• [Task to complete]: Starting from the first line below, copy the whole listing exactly.

(Exercise data)

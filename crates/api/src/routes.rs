use axum::{
    routing::{get, post, put},
    Router,
};
use std::sync::Arc;

use fleet_domain::{BookingService, RobotService};
use fleet_infrastructure::MetricsCollector;

use crate::handlers::{
    events::{cancel_event, complete_event, create_event, get_event},
    health::health_check,
    reports::get_report,
    robots::{get_robot, set_robot_enabled, stop_robot},
};

/// API应用状态
#[derive(Clone)]
pub struct AppState {
    pub booking_service: Arc<BookingService>,
    pub robot_service: Arc<RobotService>,
    pub metrics: Arc<MetricsCollector>,
}

/// 创建API路由
pub fn create_routes(state: AppState) -> Router {
    Router::new()
        // 健康检查
        .route("/health", get(health_check))
        // 事件预约API
        .route("/api/events", post(create_event))
        .route("/api/events/{id}", get(get_event).delete(cancel_event))
        .route("/api/events/{id}/complete", post(complete_event))
        .route("/api/reports/{id}", get(get_report))
        // 机器人管理API
        .route("/api/robots/{id}", get(get_robot))
        .route("/api/robots/{id}/enabled", put(set_robot_enabled))
        .route("/api/robots/{id}/stop", post(stop_robot))
        .with_state(state)
}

(End Exercise data)

• [Solution below]:
filename crates/api/src/routes.rs
use axum::{
    routing::{get, post, put},
    Router,
};
use std::sync::Arc;

use fleet_domain::{BookingService, RobotService};
use fleet_infrastructure::MetricsCollector;

use crate::handlers::{
    events::{cancel_event, complete_event, create_event, get_event},
    health::health_check,
    reports::get_report,
    robots::{get_robot, set_robot_enabled, stop_robot},
};

/// API应用状态
#[derive(Clone)]
pub struct AppState {
    pub booking_service: Arc<BookingService>,
    pub robot_service: Arc<RobotService>,
    pub metrics: Arc<MetricsCollector>,
}

/// 创建API路由
pub fn create_routes(state: AppState) -> Router {
    Router::new()
        // 健康检查
        .route("/health", get(health_check))
        // 事件预约API
        .route("/api/events", post(create_event))
        .route("/api/events/{id}", get(get_event).delete(cancel_event))
        .route("/api/events/{id}/complete", post(complete_event))
        .route("/api/reports/{id}", get(get_report))
        // 机器人管理API
        .route("/api/robots/{id}", get(get_robot))
        .route("/api/robots/{id}/enabled", put(set_robot_enabled))
        .route("/api/robots/{id}/stop", post(stop_robot))
        .with_state(state)
}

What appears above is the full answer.